Re: [RFC] Storing cgroup id in page->private (Was: Re: [RFC] [PATCH0/6] Provide cgroup isolation for buffered writes.)
From: KAMEZAWA Hiroyuki
Date: Thu Mar 10 2011 - 20:26:50 EST
On Thu, 10 Mar 2011 16:43:31 -0500
Chris Mason <chris.mason@xxxxxxxxxx> wrote:
> Excerpts from Vivek Goyal's message of 2011-03-10 16:38:32 -0500:
> > On Thu, Mar 10, 2011 at 02:24:07PM -0700, Andreas Dilger wrote:
> > > On 2011-03-10, at 2:15 PM, Chris Mason wrote:
> > > > Excerpts from Vivek Goyal's message of 2011-03-10 14:41:06 -0500:
> > > >> On Thu, Mar 10, 2011 at 02:11:15PM -0500, Vivek Goyal wrote:
> > > >>>>> I think the person who dirtied the page can store the information in
> > > >>>>> page->private (assuming buffer heads were not generated) and if flusher
> > > >>>>> thread later ends up generating buffer heads and ends up modifying
> > > >>>>> page->private, this can be copied in buffer heads?
> > > >>>>
> > > >>>> This scares me a bit.
> > > >>>>
> > > >>>> As I understand it, fs/ code expects total ownership of page->private.
> > > >>>> This adds a responsibility for every user to copy the data through and
> > > >>>> store it in the buffer head (or anything else). btrfs seems to do
> > > >>>> something entirely different in some cases and store a different kind
> > > >>>> of value.
> > > >>>
> > > >>> If filesystems are using page->private for some other purpose also, then
> > > >>> I guess we have issues.
> > > >>>
> > > >>> I am ccing linux-fsdevel to have some feedback on the idea of trying
> > > >>> to store cgroup id of page dirtying thread in page->private and/or buffer
> > > >>> head for tracking which group originally dirtied the page in IO controller
> > > >>> during writeback.
> > > >>
> > > >> A quick "grep" showed that btrfs, ceph and logfs are using page->private
> > > >> for other purposes also.
> > > >>
> > > >> I was under the impression that either page->private is null or it
> > > >> points to buffer heads for the writeback case.

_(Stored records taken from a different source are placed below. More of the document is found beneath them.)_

/// Expression tree. Strictly a tree: every node owns its children and is
/// immutable once built.
#[derive(Debug, Clone, PartialEq, Eq)]
pub enum Expr {
    /// Identifier reference, e.g. `speed` or `@copper`.
    Ident(String),
    /// Number literal, carried as its source text, e.g. `1.5` or `-2`.
    Number(String),
    Unary {
        op: UnaryOp,
        operand: Box<Expr>,
    },
    Binary {
        left: Box<Expr>,
        op: BinOp,
        right: Box<Expr>,
    },
}

#[derive(Debug, Clone, Copy, PartialEq, Eq)]
pub enum UnaryOp {
    /// `-`
    Neg,
    /// `!`
    Not,
    /// `~`
    Flip,
}

#[derive(Debug, Clone, Copy, PartialEq, Eq)]
pub enum BinOp {
    Add,
    Sub,
    Mul,
    Div,
    /// `//` and `\` both lower to integer division.
    IDiv,
    Mod,
    Eq,
    Ne,
    StrictEq,
    /// `!==`; has no direct opcode and is synthesized at code generation.
    StrictNe,
    Lt,
    Le,
    Gt,
    Ge,
}

/// Whether a conditional runs its body when the condition is true (`if`) or
/// false (`unless`).
#[derive(Debug, Clone, Copy, PartialEq, Eq)]
pub enum IfKind {
    If,
    Unless,
}

/// One statement. Only `If` nests; its body is filled in by the block
/// builder — the parser always produces it empty.
#[derive(Debug, Clone, PartialEq, Eq)]
pub enum Stmt {
    Assignment {
        lvalue: String,
        rvalue: Expr,
    },
    End,
    Goto {
        label: String,
    },
    Label {
        name: String,
    },
    Print {
        value: Expr,
    },
    If {
        kind: IfKind,
        condition: Expr,
        body: Vec<Stmt>,
    },
}
// Derived rate and value statistics, plus cluster strength rankings.

use std::collections::BTreeMap;

use tracing::warn;

use crate::aggregate::BatterClusterTotals;
use crate::config::SluggingMode;

/// League-average wOBA used as the replacement baseline for wRAA.
pub const LEAGUE_WOBA: f64 = 0.315;

/// wOBA scale factor converting wOBA points to runs per PA.
pub const WOBA_SCALE: f64 = 1.25;

/// Runs per win for the proxy WAR conversion.
pub const RUNS_PER_WIN: f64 = 10.0;

// ---------------------------------------------------------------------------
// Formulas
// ---------------------------------------------------------------------------

pub fn batting_average(hits: u32, at_bats: u32) -> f64 {
    if at_bats == 0 {
        return 0.0;
    }
    hits as f64 / at_bats as f64
}

/// SLG for an aggregate row. `SluggingMode::Hits` divides hits (not total
/// bases) by at-bats, so it always equals BA.
pub fn slugging(totals: &BatterClusterTotals, mode: SluggingMode) -> f64 {
    match mode {
        SluggingMode::Hits => batting_average(totals.hits, totals.at_bats),
        SluggingMode::TotalBases => batting_average(totals.total_bases, totals.at_bats),
    }
}

/// `None` when no plate appearance carried a wOBA denominator.
pub fn woba(value_sum: f64, denom_sum: f64) -> Option<f64> {
    (denom_sum > 0.0).then(|| value_sum / denom_sum)
}

pub fn plate_appearances(at_bats: u32, walks: u32, hit_by_pitch: u32, sac_flies: u32) -> u32 {
    at_bats + walks + hit_by_pitch + sac_flies
}

pub fn wraa(woba: f64, plate_appearances: u32) -> f64 {
    ((woba - LEAGUE_WOBA) / WOBA_SCALE) * plate_appearances as f64
}

pub fn proxy_war(wraa: f64) -> f64 {
    wraa / RUNS_PER_WIN
}

/// Dense rank, highest value first: ties share a rank and the next distinct
/// value takes the next integer.
pub fn dense_rank_desc(values: &[f64]) -> Vec<u32> {
    let mut distinct: Vec<f64> = values.to_vec();
    distinct.sort_by(|a, b| b.total_cmp(a));
    distinct.dedup();
    values
        .iter()
        .map(|v| {
            let idx = distinct
                .iter()
                .position(|d| d.total_cmp(v).is_eq())
                .unwrap_or(distinct.len());
            idx as u32 + 1
        })
        .collect()
}

// ---------------------------------------------------------------------------
// Matchup lines
// ---------------------------------------------------------------------------

/// Aggregate totals with every derived statistic attached.
#[derive(Debug, Clone, PartialEq)]
pub struct MatchupLine {
    pub totals: BatterClusterTotals,
    pub plate_appearances: u32,
    pub batting_average: f64,
    pub slugging: f64,
    pub woba: f64,
    pub wraa: f64,
    pub proxy_war: f64,
    /// Dense rank of this cluster's mean wOBA across all clusters; 1 is the
    /// cluster batters hit best.
    pub cluster_tier: u32,
    /// Dense rank of this row's wOBA among the batter's own clusters.
    pub cluster_rank: u32,
}

/// Compute derived statistics for every aggregate row. Rows whose wOBA is
/// undefined are dropped.
pub fn derive_lines(totals: Vec<BatterClusterTotals>, mode: SluggingMode) -> Vec<MatchupLine> {
    let mut lines: Vec<MatchupLine> = Vec::with_capacity(totals.len());
    for t in totals {
        let Some(woba) = woba(t.woba_value.sum(), t.woba_denom.sum()) else {
            warn!(
                batter = t.batter,
                cluster = t.cluster,
                "dropping matchup row with zero wOBA denominator"
            );
            continue;
        };
        let pa = plate_appearances(t.at_bats, t.walks, t.hit_by_pitch, t.sac_flies);
        let wraa = wraa(woba, pa);
        lines.push(MatchupLine {
            plate_appearances: pa,
            batting_average: batting_average(t.hits, t.at_bats),
            slugging: slugging(&t, mode),
            woba,
            wraa,
            proxy_war: proxy_war(wraa),
            cluster_tier: 0,
            cluster_rank: 0,
            totals: t,
        });
    }

    assign_cluster_tiers(&mut lines);
    assign_batter_ranks(&mut lines);
    lines
}

/// Mean wOBA per cluster across all batters who faced it.
pub fn cluster_mean_woba(lines: &[MatchupLine]) -> BTreeMap<usize, f64> {
    let mut sums: BTreeMap<usize, (f64, u32)> = BTreeMap::new();
    for line in lines {
        let entry = sums.entry(line.totals.cluster).or_insert((0.0, 0));
        entry.0 += line.woba;
        entry.1 += 1;
    }
    sums.into_iter()
        .map(|(cluster, (sum, n))| (cluster, sum / n as f64))
        .collect()
}

fn assign_cluster_tiers(lines: &mut [MatchupLine]) {
    let means = cluster_mean_woba(lines);
    let clusters: Vec<usize> = means.keys().copied().collect();
    let values: Vec<f64> = means.values().copied().collect();
    let tiers: BTreeMap<usize, u32> = clusters.into_iter().zip(dense_rank_desc(&values)).collect();
    for line in lines.iter_mut() {
        line.cluster_tier = tiers[&line.totals.cluster];
    }
}

fn assign_batter_ranks(lines: &mut [MatchupLine]) {
    let mut by_batter: BTreeMap<u32, Vec<usize>> = BTreeMap::new();
    for (idx, line) in lines.iter().enumerate() {
        by_batter.entry(line.totals.batter).or_default().push(idx);
    }
    for indices in by_batter.values() {
        let values: Vec<f64> = indices.iter().map(|&i| lines[i].woba).collect();
        for (&i, rank) in indices.iter().zip(dense_rank_desc(&values)) {
            lines[i].cluster_rank = rank;
        }
    }
}

// ---------------------------------------------------------------------------
// Tests
// ---------------------------------------------------------------------------

#[cfg(test)]
mod tests {
    use super::*;
    use crate::aggregate::MeanAccumulator;

    fn approx_eq(a: f64, b: f64) -> bool {
        (a - b).abs() < 1e-9
    }

    fn accumulate(total: f64, n: u32) -> MeanAccumulator {
        let mut acc = MeanAccumulator::default();
        for _ in 0..n {
            acc.push(Some(total / n as f64));
        }
        acc
    }

    fn totals(batter: u32, cluster: usize, hits: u32, woba_value: f64, woba_denom: f64) -> BatterClusterTotals {
        BatterClusterTotals {
            batter,
            cluster,
            at_bats: 20,
            hits,
            total_bases: hits * 2,
            walks: 2,
            hit_by_pitch: 1,
            sac_flies: 1,
            woba_value: accumulate(woba_value, 4),
            woba_denom: if woba_denom > 0.0 {
                accumulate(woba_denom, 4)
            } else {
                MeanAccumulator::default()
            },
            ..Default::default()
        }
    }

    #[test]
    fn formulas_match_definitions() {
        assert!(approx_eq(batting_average(6, 20), 0.3));
        assert_eq!(batting_average(3, 0), 0.0);
        assert_eq!(woba(8.0, 0.0), None);
        assert!(approx_eq(woba(8.0, 24.0).unwrap(), 1.0 / 3.0));
        assert_eq!(plate_appearances(20, 2, 1, 1), 24);
        assert!(approx_eq(wraa(0.440, 100), 10.0));
        assert!(approx_eq(proxy_war(10.0), 1.0));
    }

    #[test]
    fn slugging_modes() {
        let t = totals(1, 0, 5, 4.0, 10.0);
        assert!(approx_eq(slugging(&t, SluggingMode::Hits), 0.25));
        assert!(approx_eq(slugging(&t, SluggingMode::TotalBases), 0.5));
    }

    #[test]
    fn dense_rank_has_no_gaps() {
        let ranks = dense_rank_desc(&[0.300, 0.410, 0.300, 0.250, 0.410]);
        assert_eq!(ranks, vec![2, 1, 2, 3, 1]);
    }

    #[test]
    fn dense_rank_empty() {
        assert!(dense_rank_desc(&[]).is_empty());
    }

    #[test]
    fn derive_lines_computes_pa_and_value() {
        let lines = derive_lines(vec![totals(1, 0, 6, 10.0, 24.0)], SluggingMode::Hits);
        let line = &lines[0];
        assert_eq!(line.plate_appearances, 24);
        assert_eq!(
            line.plate_appearances,
            line.totals.at_bats + line.totals.walks + line.totals.hit_by_pitch + line.totals.sac_flies
        );
        assert!(approx_eq(line.batting_average, 0.3));
        assert!(approx_eq(line.slugging, line.batting_average));
        assert!(approx_eq(line.woba, 10.0 / 24.0));
        let expected_wraa = ((10.0 / 24.0 - 0.315) / 1.25) * 24.0;
        assert!(approx_eq(line.wraa, expected_wraa));
        assert!(approx_eq(line.proxy_war, expected_wraa / 10.0));
    }

    #[test]
    fn zero_denominator_rows_are_excluded() {
        let lines = derive_lines(
            vec![totals(1, 0, 6, 0.0, 0.0), totals(2, 0, 6, 8.0, 24.0)],
            SluggingMode::Hits,
        );
        assert_eq!(lines.len(), 1);
        assert_eq!(lines[0].totals.batter, 2);
    }

    #[test]
    fn cluster_tier_ranks_highest_mean_woba_first() {
        let lines = derive_lines(
            vec![
                totals(1, 0, 5, 6.0, 24.0),  // 0.25
                totals(1, 1, 5, 12.0, 24.0), // 0.50
                totals(2, 0, 5, 6.0, 24.0),  // 0.25
                totals(2, 2, 5, 9.0, 24.0),  // 0.375
                totals(3, 3, 5, 12.0, 24.0), // 0.50
            ],
            SluggingMode::Hits,
        );
        let tier = |cluster: usize| {
            lines
                .iter()
                .find(|l| l.totals.cluster == cluster)
                .map(|l| l.cluster_tier)
                .unwrap()
        };
        assert_eq!(tier(1), 1);
        assert_eq!(tier(3), 1);
        assert_eq!(tier(2), 2);
        assert_eq!(tier(0), 3);

        let mut tiers: Vec<u32> = lines.iter().map(|l| l.cluster_tier).collect();
        tiers.sort();
        tiers.dedup();
        assert_eq!(tiers, vec![1, 2, 3]);
    }

    #[test]
    fn batter_rank_is_within_own_rows() {
        let lines = derive_lines(
            vec![
                totals(1, 0, 5, 6.0, 24.0),
                totals(1, 1, 5, 12.0, 24.0),
                totals(1, 2, 5, 6.0, 24.0),
                totals(2, 0, 5, 3.0, 24.0),
            ],
            SluggingMode::Hits,
        );
        let ranks: Vec<(u32, usize, u32)> = lines
            .iter()
            .map(|l| (l.totals.batter, l.totals.cluster, l.cluster_rank))
            .collect();
        assert_eq!(ranks, vec![(1, 0, 2), (1, 1, 1), (1, 2, 2), (2, 0, 1)]);
    }
}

So storing the info
> > > >> directly in either buffer head directly or first in page->private and
> > > >> then transferring it to buffer heads would have helped.
> > > >
> > > > Right, btrfs has its own uses for page->private, and we expect to own
> > > > it. With a proper callback, the FS could store the extra information you
> > > > need in out own structs.
> > >
> > > There is no requirement that page->private ever points to a buffer_head, and Lustre clients use it for its own tracking structure (never touching buffer_heads at all). Any assumption about what a filesystem is storing in page->private in other parts of the code is just broken.
> >
> > Andreas,
> >
> > As Chris mentioned, will providing callbacks so that filesystem can
> > save/restore page->private be reasonable?
>
> Just to clarify, I think saving/restoring page->private is going to be
> hard. I'd rather just have a call back that says here's a page, storage
> this for the block io controller please, and another one that returns
> any previously stored info.
>
Hmm, Vivek,
for dynamic allocation of io-record, how about this kind of tagging ?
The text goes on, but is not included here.